Большая часть молодежи — примерно около пятидесяти процентов — это энтузиасты чистой воды, романтики, которых привел сюда зов сердца, комсомольский долг. Путевку, полученную в райкоме комсомола, они считают главным своим документом, гордятся ею. Это замечательный народ, пылкий, отзывчивый, надежда и опора всего строительства. Часть переселенцев — это народ чуть постарше, перешагнувший рубеж двадцатилетия, — приехала сюда с твердым намерением устроить свою жизнь, прочно обосноваться на новых местах, обзавестись семьей, приобрести хорошую, твердую специальность. Мотив, который можно считать очень серьезным. Из таких многие по окончании стройки не уезжают из поселка, становятся эксплуатационниками. Их примерно около трети. Немало и тех, кто приехал сюда в расчете на высокие заработки. Они составляют, может быть, процентов пятнадцать-двадцать от общего числа строителей.

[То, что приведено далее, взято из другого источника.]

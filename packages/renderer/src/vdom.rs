use serde::{Deserialize, Serialize};

/// Virtual DOM node
///
/// Attributes and style declarations are kept in insertion order so the
/// serialized markup is deterministic.
#[derive(Debug, Clone, PartialEq, Serialize, Deserialize)]
#[serde(tag = "type")]
pub enum VNode {
    /// HTML element
    Element {
        tag: String,
        attributes: Vec<(String, String)>,
        styles: Vec<(String, String)>,
        children: Vec<VNode>,
    },

    /// Text node
    Text { content: String },

    /// Comment node
    Comment { content: String },
}

impl VNode {
    pub fn element(tag: impl Into<String>) -> Self {
        VNode::Element {
            tag: tag.into(),
            attributes: Vec::new(),
            styles: Vec::new(),
            children: Vec::new(),
        }
    }

    pub fn text(content: impl Into<String>) -> Self {
        VNode::Text {
            content: content.into(),
        }
    }

    pub fn comment(content: impl Into<String>) -> Self {
        VNode::Comment {
            content: content.into(),
        }
    }

    pub fn with_attr(mut self, key: impl Into<String>, value: impl Into<String>) -> Self {
        if let VNode::Element {
            ref mut attributes, ..
        } = self
        {
            attributes.push((key.into(), value.into()));
        }
        self
    }

    pub fn with_class(self, class: impl Into<String>) -> Self {
        self.with_attr("class", class)
    }

    pub fn with_style(mut self, key: impl Into<String>, value: impl Into<String>) -> Self {
        if let VNode::Element { ref mut styles, .. } = self {
            styles.push((key.into(), value.into()));
        }
        self
    }

    pub fn with_styles<K, V>(mut self, declarations: impl IntoIterator<Item = (K, V)>) -> Self
    where
        K: Into<String>,
        V: Into<String>,
    {
        if let VNode::Element { ref mut styles, .. } = self {
            styles.extend(declarations.into_iter().map(|(k, v)| (k.into(), v.into())));
        }
        self
    }

    pub fn with_child(mut self, child: VNode) -> Self {
        if let VNode::Element {
            ref mut children, ..
        } = self
        {
            children.push(child);
        }
        self
    }

    pub fn with_children(mut self, new_children: impl IntoIterator<Item = VNode>) -> Self {
        if let VNode::Element {
            ref mut children, ..
        } = self
        {
            children.extend(new_children);
        }
        self
    }

    pub fn attr(&self, key: &str) -> Option<&str> {
        match self {
            VNode::Element { attributes, .. } => attributes
                .iter()
                .find(|(k, _)| k == key)
                .map(|(_, v)| v.as_str()),
            _ => None,
        }
    }

    pub fn style(&self, key: &str) -> Option<&str> {
        match self {
            VNode::Element { styles, .. } => {
                styles.iter().find(|(k, _)| k == key).map(|(_, v)| v.as_str())
            }
            _ => None,
        }
    }

    pub fn children(&self) -> &[VNode] {
        match self {
            VNode::Element { children, .. } => children,
            _ => &[],
        }
    }
}
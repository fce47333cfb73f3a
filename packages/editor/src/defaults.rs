//! Style sets given to blocks the editor creates.

use folio_model::{Block, BlockId, BlockKind, StyleSet};

pub const NEW_TEXT_CONTENT: &str = "New Text Block";
pub const NEW_IMAGE_CONTENT: &str = "https://picsum.photos/800/400";

pub fn text_styles() -> StyleSet {
    StyleSet::from_pairs(&[
        ("fontSize", "16px"),
        ("fontWeight", "400"),
        ("color", "#333333"),
        ("textAlign", "left"),
        ("marginTop", "0px"),
        ("marginBottom", "20px"),
    ])
}

pub fn image_styles() -> StyleSet {
    StyleSet::from_pairs(&[
        ("width", "100%"),
        ("height", "auto"),
        ("marginTop", "0px"),
        ("marginBottom", "20px"),
        ("borderRadius", "0px"),
    ])
}

/// Fresh block of the given kind with the editor's default content and styles
pub fn new_block(id: BlockId, kind: BlockKind) -> Block {
    match kind {
        BlockKind::Text => Block::new(id, kind, NEW_TEXT_CONTENT, text_styles()),
        BlockKind::Image => Block::new(id, kind, NEW_IMAGE_CONTENT, image_styles()),
    }
}

/// Heading and sub-heading for a page that has no blocks yet
pub fn starter_blocks(heading: BlockId, subheading: BlockId) -> Vec<Block> {
    vec![
        Block::new(
            heading,
            BlockKind::Text,
            "Welcome to the new page!",
            StyleSet::from_pairs(&[
                ("fontSize", "32px"),
                ("fontWeight", "700"),
                ("color", "#1a202c"),
                ("textAlign", "center"),
                ("marginTop", "40px"),
                ("marginBottom", "20px"),
            ]),
        ),
        Block::new(
            subheading,
            BlockKind::Text,
            "Start adding your content here.",
            StyleSet::from_pairs(&[
                ("fontSize", "18px"),
                ("fontWeight", "400"),
                ("color", "#4a5568"),
                ("textAlign", "center"),
                ("marginTop", "0px"),
                ("marginBottom", "40px"),
            ]),
        ),
    ]
}

pub(crate) fn hero_image_styles() -> StyleSet {
    StyleSet::from_pairs(&[("width", "100%"), ("height", "500px"), ("marginBottom", "20px")])
}

pub(crate) fn hero_title_styles() -> StyleSet {
    StyleSet::from_pairs(&[
        ("fontSize", "32px"),
        ("fontWeight", "700"),
        ("textAlign", "center"),
        ("marginBottom", "40px"),
    ])
}
use folio_model::SiteDocument;
use std::sync::OnceLock;

const SEED: &str = include_str!("../data/site.json");

static DEFAULT_DOCUMENT: OnceLock<SiteDocument> = OnceLock::new();

/// Bundled document served when no store can be read
pub fn default_document() -> &'static SiteDocument {
    DEFAULT_DOCUMENT.get_or_init(|| match SiteDocument::from_json_str(SEED) {
        Ok((document, _)) => document,
        Err(e) => {
            tracing::error!(error = %e, "Bundled site document is invalid");
            SiteDocument::new()
        }
    })
}
use thiserror::Error;

#[derive(Error, Debug, Clone, PartialEq)]
pub enum StoreError {
    /// Store unreachable or empty; the host falls back to the bundled document
    #[error("Site data unavailable: {0}")]
    LoadUnavailable(String),

    /// The store or its host does not accept writes
    #[error("Saving is not supported here: {0}")]
    SaveUnsupported(String),

    /// Network or server failure; the same save may succeed later
    #[error("Save failed: {0}")]
    SaveTransient(String),

    #[error("Site data rejected: {0}")]
    ValidationMismatch(String),
}

impl StoreError {
    pub fn is_retryable(&self) -> bool {
        matches!(self, StoreError::SaveTransient(_))
    }
}

impl From<folio_model::ModelError> for StoreError {
    fn from(e: folio_model::ModelError) -> Self {
        StoreError::ValidationMismatch(e.to_string())
    }
}
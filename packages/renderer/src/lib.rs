//! # Folio Renderer
//!
//! Pure rendering of block pages:
//!
//! ```text
//! [Block] + LayoutHint ──render──▶ Layout ──to_vnodes──▶ [VNode] ──render_html──▶ String
//! ```
//!
//! Nothing here mutates the document.

mod html;
mod layout;
mod page;
mod vdom;


pub use html::{render_html, RenderOptions};
pub use layout::{render, Layout, RenderedBlock, Section, IMAGE_PLACEHOLDER};
pub use page::{render_index, render_not_found, render_page, RenderError};
pub use vdom::VNode;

Я не спешу обзывать их охотниками за длинным рублем. Конечно, есть среди них и летуны, ненавистная хозяйственникам категория. Но многие из этих двадцати процентов работают толково и споро и не обуяны «охотой к перемене мест». Кто высылает деньги мамаше, кто экономит зарплату для будущего — для учебы, для постройки дома где-нибудь в сибирском колхозе. Словом, категория разношерстная, и далеко не всем из них можно отказать в симпатии.
Есть и группа, стоящая особняком. Их мало, но они как-то заметны. Это те, кого побудили к переезду личные неурядицы. В недавнем прошлом у них семейная или иная драма, нередко неудача в любви, работать с ними тяжело — требуется особый подход, а не каждый бригадир или прораб отличается педагогическим чутьем. Когда я делюсь с редактором местной газеты своими статистическими выводами, он именно эту последнюю категорию подчеркивает красным карандашом и с-сомнением покачивает головой. «Как-то не показательно...»
А почему, собственно, не показательно? Разве не примечательно то, что именно в Сибири эти люди, так глубоко и остро переживающие свою неудачу, как это может быть только в юности, ищут спасение? Значит, Сибирь залечивает самые тяжкие раны, значит, есть в ней чудесная сила, помогающая человеку вновь приобрести душевное равновесие, уверенность в себе, может быть, пережить второе рождение... Именно здесь неоперившийся еще юнец, вообразивший, что весь мир рушится из-за его личной катастрофы, приобретает мужественный, твердый характер, становится настоящим бойцом. Потому что здесь есть работа, требующая всего человека, без остатка, есть надежные друзья, есть борьба и есть исцеляющее ощущение побед.
Парторг стройки, задумчиво разглядывая протокол комсомольского собрания, на котором решался вопрос об очередном воскреснике, говорил:
— Я бы посылал руководителями таких строек людей, имеющих, кроме технического, еще и педагогическое образование. Ведь здесь, по сути, создана огромная школа. Школа жизни, где нет классных занятий и где каждый человек — и ученик и учитель. Основная масса наших рабочих — парни и девчата в возрасте от восемнадцати до двадцати пяти. Здесь из них куются настоящие люди.